I have not baptized my pets as an adult, though my dog has had her fair share of communion bread (some of which was not on purpose- sorry to all the shut-ins I was supposed to take communion to that one time!), but I still have dreamed of my own child being a part of that cosmic and ancient story. My spouse comes from a different tradition of baptism, but as our wait for a baby extended from months to years, and as that wait for a baby was clouded by pregnancies that ended in miscarriage, even he wanted a ritual celebration of love for a living child.
Once we did finally have a living child, the pandemic limited our ability to celebrate in person, so we decided to wait. We waited until we found out we would be moving. If we continued to wait, the congregation who walked alongside us for the fertility treatment, pregnancy, and birth would not get to celebrate with us. So my spouse and I finally just wrangled our families together and picked a date.

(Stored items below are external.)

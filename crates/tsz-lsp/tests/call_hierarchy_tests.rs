use super::*;
use tsz_binder::BinderState;
use tsz_common::position::LineMap;
use tsz_parser::ParserState;

#[test]
fn test_prepare_on_function_declaration() {
    let source = "function foo() {\n  return 1;\n}\n";
    let mut parser = ParserState::new("test.ts".to_string(), source.to_string());
    let root = parser.parse_source_file();
    let arena = parser.get_arena();

    let mut binder = BinderState::new();
    binder.bind_source_file(arena, root);

    let line_map = LineMap::build(source);
    let provider =
        CallHierarchyProvider::new(arena, &binder, &line_map, "test.ts".to_string(), source);

    // Position at "foo" (line 0, col 9)
    let pos = Position::new(0, 9);
    let item = provider.prepare(root, pos);

    assert!(item.is_some(), "Should find call hierarchy item for 'foo'");
    let item = item.unwrap();
    assert_eq!(item.name, "foo");
    assert_eq!(item.kind, SymbolKind::Function);
}

#[test]
fn test_prepare_on_method_declaration() {
    let source = "class Foo {\n  bar() {\n    return 1;\n  }\n}\n";
    let mut parser = ParserState::new("test.ts".to_string(), source.to_string());
    let root = parser.parse_source_file();
    let arena = parser.get_arena();

    let mut binder = BinderState::new();
    binder.bind_source_file(arena, root);

    let line_map = LineMap::build(source);
    let provider =
        CallHierarchyProvider::new(arena, &binder, &line_map, "test.ts".to_string(), source);

    // Position at "bar" (line 1, col 2)
    let pos = Position::new(1, 2);
    let item = provider.prepare(root, pos);

    assert!(item.is_some(), "Should find call hierarchy item for 'bar'");
    let item = item.unwrap();
    assert_eq!(item.name, "bar");
    assert_eq!(item.kind, SymbolKind::Method);
}

#[test]
fn test_prepare_not_on_function() {
    let source = "const x = 1;\n";
    let mut parser = ParserState::new("test.ts".to_string(), source.to_string());
    let root = parser.parse_source_file();
    let arena = parser.get_arena();

    let mut binder = BinderState::new();
    binder.bind_source_file(arena, root);

    let line_map = LineMap::build(source);
    let provider =
        CallHierarchyProvider::new(arena, &binder, &line_map, "test.ts".to_string(), source);

    // Position at "x" (line 0, col 6) - a variable, not a function
    let pos = Position::new(0, 6);
    let item = provider.prepare(root, pos);

    assert!(
        item.is_none(),
        "Should not find call hierarchy item for variable"
    );
}

#[test]
fn test_outgoing_calls_simple() {
    let source = "function greet() {}\nfunction main() {\n  greet();\n}\n";
    let mut parser = ParserState::new("test.ts".to_string(), source.to_string());
    let root = parser.parse_source_file();
    let arena = parser.get_arena();

    let mut binder = BinderState::new();
    binder.bind_source_file(arena, root);

    let line_map = LineMap::build(source);
    let provider =
        CallHierarchyProvider::new(arena, &binder, &line_map, "test.ts".to_string(), source);

    // Position inside "main" function name (line 1, col 9)
    let pos = Position::new(1, 9);
    let calls = provider.outgoing_calls(root, pos);

    assert!(!calls.is_empty(), "main should have outgoing calls");
    // Should find the call to greet
    let greet_call = calls.iter().find(|c| c.to.name == "greet");
    assert!(greet_call.is_some(), "Should find outgoing call to 'greet'");
    assert!(
        !greet_call.unwrap().from_ranges.is_empty(),
        "Should have at least one call range"
    );
}

#[test]
fn test_outgoing_calls_multiple() {
    let source = "function a() {}\nfunction b() {}\nfunction c() {\n  a();\n  b();\n  a();\n}\n";
    let mut parser = ParserState::new("test.ts".to_string(), source.to_string());
    let root = parser.parse_source_file();
    let arena = parser.get_arena();

    let mut binder = BinderState::new();
    binder.bind_source_file(arena, root);

    let line_map = LineMap::build(source);
    let provider =
        CallHierarchyProvider::new(arena, &binder, &line_map, "test.ts".to_string(), source);

    // Position at "c" function name (line 2, col 9)
    let pos = Position::new(2, 9);
    let calls = provider.outgoing_calls(root, pos);

    // Should find calls to a and b
    assert!(calls.len() >= 2, "Should find at least 2 outgoing targets");

    let a_call = calls.iter().find(|c| c.to.name == "a");
    assert!(a_call.is_some(), "Should find outgoing call to 'a'");
    // 'a' is called twice
    assert_eq!(
        a_call.unwrap().from_ranges.len(),
        2,
        "'a' should be called twice"
    );

    let b_call = calls.iter().find(|c| c.to.name == "b");
    assert!(b_call.is_some(), "Should find outgoing call to 'b'");
}

#[test]
fn test_outgoing_calls_no_calls() {
    let source = "function empty() {\n  const x = 1;\n}\n";
    let mut parser = ParserState::new("test.ts".to_string(), source.to_string());
    let root = parser.parse_source_file();
    let arena = parser.get_arena();

    let mut binder = BinderState::new();
    binder.bind_source_file(arena, root);

    let line_map = LineMap::build(source);
    let provider =
        CallHierarchyProvider::new(arena, &binder, &line_map, "test.ts".to_string(), source);

    // Position at "empty" (line 0, col 9)
    let pos = Position::new(0, 9);
    let calls = provider.outgoing_calls(root, pos);

    assert!(
        calls.is_empty(),
        "Function with no calls should have no outgoing calls"
    );
}

#[test]
fn test_incoming_calls_simple() {
    let source = "function target() {}\nfunction caller() {\n  target();\n}\n";
    let mut parser = ParserState::new("test.ts".to_string(), source.to_string());
    let root = parser.parse_source_file();
    let arena = parser.get_arena();

    let mut binder = BinderState::new();
    binder.bind_source_file(arena, root);

    let line_map = LineMap::build(source);

    let provider =
        CallHierarchyProvider::new(arena, &binder, &line_map, "test.ts".to_string(), source);

    // Position at "target" (line 0, col 9)
    let pos = Position::new(0, 9);
    let calls = provider.incoming_calls(root, pos);

    assert!(!calls.is_empty(), "target should have incoming calls");
    let caller_item = calls.iter().find(|c| c.from.name == "caller");
    assert!(
        caller_item.is_some(),
        "Should find incoming call from 'caller'"
    );
}

#[test]
fn test_incoming_calls_no_callers() {
    let source = "function unused() {}\n";
    let mut parser = ParserState::new("test.ts".to_string(), source.to_string());
    let root = parser.parse_source_file();
    let arena = parser.get_arena();

    let mut binder = BinderState::new();
    binder.bind_source_file(arena, root);

    let line_map = LineMap::build(source);
    let provider =
        CallHierarchyProvider::new(arena, &binder, &line_map, "test.ts".to_string(), source);

    // Position at "unused" (line 0, col 9)
    let pos = Position::new(0, 9);
    let calls = provider.incoming_calls(root, pos);

    assert!(
        calls.is_empty(),
        "Uncalled function should have no incoming calls"
    );
}

#[test]
fn test_call_hierarchy_item_serialization() {
    let item = CallHierarchyItem {
        name: "test".to_string(),
        kind: SymbolKind::Function,
        uri: "file:///test.ts".to_string(),
        range: Range::new(Position::new(0, 0), Position::new(1, 0)),
        selection_range: Range::new(Position::new(0, 9), Position::new(0, 13)),
    };

    let json = serde_json::to_string(&item).unwrap();
    assert!(json.contains("\"name\":\"test\""));
    // SymbolKind::Function serializes as "Function" (serde default for enums)
    assert!(
        json.contains("\"kind\":\"Function\"") || json.contains("\"kind\":12"),
        "kind should serialize correctly, got: {}",
        json
    );

    let deserialized: CallHierarchyItem = serde_json::from_str(&json).unwrap();
    assert_eq!(deserialized.name, "test");
    assert_eq!(deserialized.kind, SymbolKind::Function);
}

This ceremony was not a grab-the-child-and-stick-him-in-the-bathtub-like-we-did-with-the-cat kind of event. It wasn’t just important to me but also to my own clergymom, seminary friends, and colleagues, all of whom were celebrants willing to take part in ritual creation and leading worship. It represented a kind of gratitude to the church where I stood crying, trying to tell them I was finally pregnant and they stood and clapped and clapped. It was me making a vest for my child out of leftover fabric from my wedding dress to add another layer of love and creativity and sparkle. It was a Big To Do, though my less liturgical Baptist spouse put a limit to the pageantry, as did the continued pandemic.